__What to work on__
Write out the stretch of lines below that begins at the line with "self.push(message);" and ends at the line with "about to be sent", including both, exactly as given and nothing more.

__Extracted entries__
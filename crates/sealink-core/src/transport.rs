//! Transport collaborator.

use crate::{error::TransportError, protocol::CoreMessage};

/// Accepts outgoing messages.
///
/// Messages carry their destination in [`CoreMessage::destination`]; the
/// sink is responsible for encrypting and delivering them, including looping
/// local messages back to this device.
pub trait ChannelSink {
    /// Hand over one outgoing message.
    fn post(&mut self, message: CoreMessage) -> Result<(), TransportError>;
}

/// Collects messages in posting order.
impl ChannelSink for Vec<CoreMessage> {
    fn post(&mut self, message: CoreMessage) -> Result<(), TransportError> {
        if message.destination().is_none() {
            return Err(TransportError::NoDestination);
        }
        self.push(message);
        Ok(())
    }
}
//! Protocol message envelope.
//!
//! A [`CoreMessage`] is either on its way out (it names a [`SendChannel`]) or
//! has arrived (it carries [`ChannelInfo`] about how). [`Routing`] makes the
//! two cases exclusive.
//!
//! Wire form:
//!
//! ```text
//! List[ protocol_id: Int, instance_id: Bytes(32), message_kind: Int,
//!       inputs: List, timestamp: Int (microseconds) ]
//! ```

use std::{fmt, time::SystemTime};

use sealink_encoding::{DecodeError, DecodeLimits, EncodedValue, Encode, Uid};

use super::{KindId, ProtocolId};
use crate::{
    env::Environment,
    identity::{CryptoIdentity, RemoteDevice},
};

/// How a message reached this device.
#[derive(Debug, Clone, PartialEq, Eq)]
pub enum ChannelInfo {
    /// Posted by this device to itself
    Local,
    /// Public-key encrypted to this device; the sender is not authenticated
    AsymmetricChannel,
    /// Arrived over an established oblivious channel with `remote`
    ObliviousChannel {
        /// Authenticated sender
        remote: RemoteDevice,
    },
}

/// Where an outgoing message is to be sent.
#[derive(Debug, Clone, PartialEq, Eq)]
pub enum SendChannel {
    /// Loop back to this device
    Local {
        /// Identity the message is addressed to
        owned_identity: CryptoIdentity,
    },
    /// Encrypt under the recipients' long-term public keys
    AsymmetricChannel {
        /// Recipient identity
        to_identity: CryptoIdentity,
        /// Recipient devices
        remote_devices: Vec<Uid>,
    },
    /// Send over oblivious channels with the recipients
    ObliviousChannel {
        /// Recipient identity
        to_identity: CryptoIdentity,
        /// Recipient devices
        remote_devices: Vec<Uid>,
        /// Whether the channel must already be confirmed
        necessarily_confirmed: bool,
    },
}

/// Reception information or destination, never both.
#[derive(Debug, Clone, PartialEq, Eq)]
pub enum Routing {
    /// Message was received
    Received(ChannelInfo),
    /// Message is about to be sent
    Outgoing(SendChannel),
}

/// A typed protocol message.
///
/// Implementations encode their fields positionally; field order is part of
/// the wire contract.
pub trait ConcreteProtocolMessage: Sized + fmt::Debug {
    /// Closed set of message kinds.
    type Kind: KindId;

    /// Kind of this message.
    fn kind(&self) -> Self::Kind;

    /// Positional inputs carried by the message.
    fn encoded_inputs(&self) -> Vec<EncodedValue>;

    /// Rebuild a message of `kind` from received inputs.
    ///
    /// # Errors
    ///
    /// Any arity, tag or key-format mismatch.
    fn decode(kind: Self::Kind, inputs: &[EncodedValue]) -> Result<Self, DecodeError>;
}

/// Generic message envelope exchanged between protocol instances.
#[derive(Debug, Clone, PartialEq, Eq)]
pub struct CoreMessage {
    /// Target protocol
    pub protocol_id: ProtocolId,
    /// Target instance
    pub instance_id: Uid,
    /// Message kind id, scoped by protocol
    pub message_kind: u16,
    /// Positional payload
    pub encoded_inputs: Vec<EncodedValue>,
    /// Reception info or destination
    pub routing: Routing,
    /// Creation time
    pub timestamp: SystemTime,
}

impl CoreMessage {
    /// Envelope for a message a step wants to send, timestamped now.
    pub fn outgoing<M: ConcreteProtocolMessage, E: Environment>(
        protocol_id: ProtocolId,
        instance_id: Uid,
        message: &M,
        channel: SendChannel,
        env: &E,
    ) -> Self {
        Self {
            protocol_id,
            instance_id,
            message_kind: message.kind().id(),
            encoded_inputs: message.encoded_inputs(),
            routing: Routing::Outgoing(channel),
            timestamp: env.now(),
        }
    }

    /// Envelope for a message received in wire form.
    ///
    /// # Errors
    ///
    /// `DecodeError` if `wire` is not a well-formed envelope.
    pub fn received(wire: &EncodedValue, channel: ChannelInfo) -> Result<Self, DecodeError> {
        let (protocol_id, instance_id, message_kind, encoded_inputs, timestamp) =
            wire.decode_tuple::<(ProtocolId, Uid, u16, Vec<EncodedValue>, SystemTime)>()?;
        Ok(Self {
            protocol_id,
            instance_id,
            message_kind,
            encoded_inputs,
            routing: Routing::Received(channel),
            timestamp,
        })
    }

    /// Parse raw received bytes under `limits`.
    ///
    /// # Errors
    ///
    /// `DecodeError` on malformed bytes, exceeded limits or a malformed
    /// envelope.
    pub fn from_received_bytes(
        raw: &[u8],
        channel: ChannelInfo,
        limits: &DecodeLimits,
    ) -> Result<Self, DecodeError> {
        Self::received(&EncodedValue::from_bytes_with_limits(raw, limits)?, channel)
    }

    /// Same message as delivered over `channel`.
    #[must_use]
    pub fn into_received(self, channel: ChannelInfo) -> Self {
        Self { routing: Routing::Received(channel), ..self }
    }

    /// Wire encoding of the envelope. Routing is not part of it.
    #[must_use]
    pub fn to_wire(&self) -> EncodedValue {
        (
            &self.protocol_id,
            &self.instance_id,
            &self.message_kind,
            &self.encoded_inputs,
            &self.timestamp,
        )
            .encode()
    }

    /// Reception information, if the message was received.
    #[must_use]
    pub fn reception(&self) -> Option<&ChannelInfo> {
        match &self.routing {
            Routing::Received(info) => Some(info),
            Routing::Outgoing(_) => None,
        }
    }

    /// Destination, if the message is outgoing.
    #[must_use]
    pub fn destination(&self) -> Option<&SendChannel> {
        match &self.routing {
            Routing::Outgoing(channel) => Some(channel),
            Routing::Received(_) => None,
        }
    }

    /// Decode the typed message carried by the envelope.
    ///
    /// # Errors
    ///
    /// `DecodeError::UnknownId` for an unknown kind, or the decode failure of
    /// the inputs.
    pub fn decode_message<M: ConcreteProtocolMessage>(&self) -> Result<M, DecodeError> {
        M::decode(M::Kind::try_from_id(self.message_kind)?, &self.encoded_inputs)
    }
}

#[cfg(test)]
mod tests {
    use sealink_encoding::{Decode, Tag};

    use super::*;
    use crate::env::test_utils::MockEnv;

    #[derive(Debug, Clone, Copy, PartialEq, Eq)]
    enum EchoKind {
        Echo,
    }

    impl KindId for EchoKind {
        const WHAT: &'static str = "message";

        fn id(self) -> u16 {
            4
        }

        fn from_id(id: u16) -> Option<Self> {
            (id == 4).then_some(Self::Echo)
        }
    }

    #[derive(Debug, PartialEq)]
    struct Echo {
        text: String,
        count: i64,
    }

    impl ConcreteProtocolMessage for Echo {
        type Kind = EchoKind;

        fn kind(&self) -> EchoKind {
            EchoKind::Echo
        }

        fn encoded_inputs(&self) -> Vec<EncodedValue> {
            vec![self.text.encode(), self.count.encode()]
        }

        fn decode(_: EchoKind, inputs: &[EncodedValue]) -> Result<Self, DecodeError> {
            let [text, count] = inputs else {
                return Err(DecodeError::ArityMismatch { expected: 2, actual: inputs.len() });
            };
            Ok(Self { text: String::decode(text)?, count: i64::decode(count)? })
        }
    }

    fn outgoing(env: &MockEnv) -> CoreMessage {
        CoreMessage::outgoing(
            ProtocolId::ChannelCreationWithOwnedDevice,
            Uid::from_bytes([0x11; 32]),
            &Echo { text: "hello".into(), count: 2 },
            SendChannel::Local {
                owned_identity: sealink_crypto::SigningKeyPair::from_seed(&[1; 32])
                    .verification_key(),
            },
            env,
        )
    }

    #[test]
    fn wire_round_trip_replaces_routing() {
        let env = MockEnv::with_seed(1);
        let sent = outgoing(&env);
        assert!(sent.destination().is_some());
        assert!(sent.reception().is_none());

        let received = CoreMessage::received(&sent.to_wire(), ChannelInfo::Local).expect("valid");
        assert_eq!(received.reception(), Some(&ChannelInfo::Local));
        assert!(received.destination().is_none());
        assert_eq!(received, sent.clone().into_received(ChannelInfo::Local));
        assert_eq!(
            received.decode_message::<Echo>(),
            Ok(Echo { text: "hello".into(), count: 2 })
        );
    }

    #[test]
    fn unknown_kind_fails() {
        let env = MockEnv::with_seed(1);
        let mut message = outgoing(&env).into_received(ChannelInfo::AsymmetricChannel);
        message.message_kind = 9;
        assert_eq!(
            message.decode_message::<Echo>(),
            Err(DecodeError::UnknownId { what: "message", id: 9 })
        );
    }

    #[test]
    fn input_mismatch_fails() {
        let env = MockEnv::with_seed(1);
        let mut message = outgoing(&env).into_received(ChannelInfo::AsymmetricChannel);

        message.encoded_inputs.pop();
        assert_eq!(
            message.decode_message::<Echo>(),
            Err(DecodeError::ArityMismatch { expected: 2, actual: 1 })
        );

        message.encoded_inputs.push(true.encode());
        assert!(matches!(
            message.decode_message::<Echo>(),
            Err(DecodeError::TagMismatch { expected: Tag::Int, actual: Tag::Bool })
        ));
    }

    #[test]
    fn malformed_envelope_fails() {
        let wire = (1u16, vec![0u8; 3]).encode();
        assert!(CoreMessage::received(&wire, ChannelInfo::Local).is_err());

        let raw = outgoing(&MockEnv::with_seed(2)).to_wire().to_bytes();
        let limits = DecodeLimits { max_depth: 1, ..DecodeLimits::default() };
        assert!(matches!(
            CoreMessage::from_received_bytes(&raw, ChannelInfo::Local, &limits),
            Err(DecodeError::TooDeep { .. })
        ));
    }
}
//! Generic protocol machinery.
//!
//! A concrete protocol is a closed catalog: an enum of states, an enum of
//! messages and an enum of steps, each step keyed by the (state kind,
//! message kind, reception channel) triple it accepts. The engine decodes a
//! stored state and a received message, finds the single step that accepts
//! both, and runs it.
//!
//! # Components
//!
//! - [`message`]: the [`CoreMessage`] envelope and its wire form
//! - [`state`]: the [`ConcreteProtocolState`] container
//! - [`engine`]: step resolution and execution
//! - [`context`]: what a step may ask of, and tell, the device it runs on

pub mod context;
pub mod engine;
pub mod message;
pub mod state;

use std::fmt;

pub use context::{DeviceContext, StepAction, StepContext};
pub use engine::{
    ConcreteProtocol, ExpectedChannel, IgnoreReason, ProtocolInstance, Resolution, StepOutcome,
    StepSignature, Transition, abort, execute, resolve_step, validate_catalog,
};
pub use message::{ChannelInfo, ConcreteProtocolMessage, CoreMessage, Routing, SendChannel};
use sealink_encoding::{Decode, DecodeError, Encode, EncodedValue};
pub use state::{ConcreteProtocolState, ProtocolState};

/// Stable small-integer identifier of a state, message or step kind.
///
/// Ids are part of the wire contract: a shipped id is never reused for a
/// different meaning within one protocol.
pub trait KindId: Copy + Eq + fmt::Debug + 'static {
    /// Label used in decode errors ("state", "message", ...).
    const WHAT: &'static str;

    /// Wire id of this kind.
    fn id(self) -> u16;

    /// Kind for a wire id, if known.
    fn from_id(id: u16) -> Option<Self>;

    /// Kind for a wire id, failing with `DecodeError::UnknownId`.
    fn try_from_id(id: u16) -> Result<Self, DecodeError> {
        Self::from_id(id).ok_or(DecodeError::UnknownId { what: Self::WHAT, id: i64::from(id) })
    }
}

/// Identifier of a concrete protocol.
#[repr(u16)]
#[derive(Debug, Clone, Copy, PartialEq, Eq, Hash, PartialOrd, Ord)]
pub enum ProtocolId {
    /// Channel creation between a device and a device of a trusted contact
    ChannelCreationWithContactDevice = 1,
    /// Channel creation between two devices of the same owned identity
    ChannelCreationWithOwnedDevice = 2,
}

impl KindId for ProtocolId {
    const WHAT: &'static str = "protocol";

    fn id(self) -> u16 {
        self as u16
    }

    fn from_id(id: u16) -> Option<Self> {
        match id {
            1 => Some(Self::ChannelCreationWithContactDevice),
            2 => Some(Self::ChannelCreationWithOwnedDevice),
            _ => None,
        }
    }
}

impl fmt::Display for ProtocolId {
    fn fmt(&self, f: &mut fmt::Formatter<'_>) -> fmt::Result {
        match self {
            Self::ChannelCreationWithContactDevice => f.write_str("channel-creation-contact"),
            Self::ChannelCreationWithOwnedDevice => f.write_str("channel-creation-owned"),
        }
    }
}

impl Encode for ProtocolId {
    fn encode(&self) -> EncodedValue {
        self.id().encode()
    }
}

impl Decode for ProtocolId {
    fn decode(value: &EncodedValue) -> Result<Self, DecodeError> {
        Self::try_from_id(u16::decode(value)?)
    }
}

__Reply to the exercise__
        self.push(message);
        Ok(())
    }
}
//! Protocol message envelope.
//!
//! A [`CoreMessage`] is either on its way out (it names a [`SendChannel`]) or
//! has arrived (it carries [`ChannelInfo`] about how). [`Routing`] makes the
//! two cases exclusive.
//!
//! Wire form:
//!
//! ```text
//! List[ protocol_id: Int, instance_id: Bytes(32), message_kind: Int,
//!       inputs: List, timestamp: Int (microseconds) ]
//! ```

use std::{fmt, time::SystemTime};

use sealink_encoding::{DecodeError, DecodeLimits, EncodedValue, Encode, Uid};

use super::{KindId, ProtocolId};
use crate::{
    env::Environment,
    identity::{CryptoIdentity, RemoteDevice},
};

/// How a message reached this device.
#[derive(Debug, Clone, PartialEq, Eq)]
pub enum ChannelInfo {
    /// Posted by this device to itself
    Local,
    /// Public-key encrypted to this device; the sender is not authenticated
    AsymmetricChannel,
    /// Arrived over an established oblivious channel with `remote`
    ObliviousChannel {
        /// Authenticated sender
        remote: RemoteDevice,
    },
}

/// Where an outgoing message is to be sent.
#[derive(Debug, Clone, PartialEq, Eq)]
pub enum SendChannel {
    /// Loop back to this device
    Local {
        /// Identity the message is addressed to
        owned_identity: CryptoIdentity,
    },
    /// Encrypt under the recipients' long-term public keys
    AsymmetricChannel {
        /// Recipient identity
        to_identity: CryptoIdentity,
        /// Recipient devices
        remote_devices: Vec<Uid>,
    },
    /// Send over oblivious channels with the recipients
    ObliviousChannel {
        /// Recipient identity
        to_identity: CryptoIdentity,
        /// Recipient devices
        remote_devices: Vec<Uid>,
        /// Whether the channel must already be confirmed
        necessarily_confirmed: bool,
    },
}

/// Reception information or destination, never both.
#[derive(Debug, Clone, PartialEq, Eq)]
pub enum Routing {
    /// Message was received
    Received(ChannelInfo),
    /// Message is about to be sent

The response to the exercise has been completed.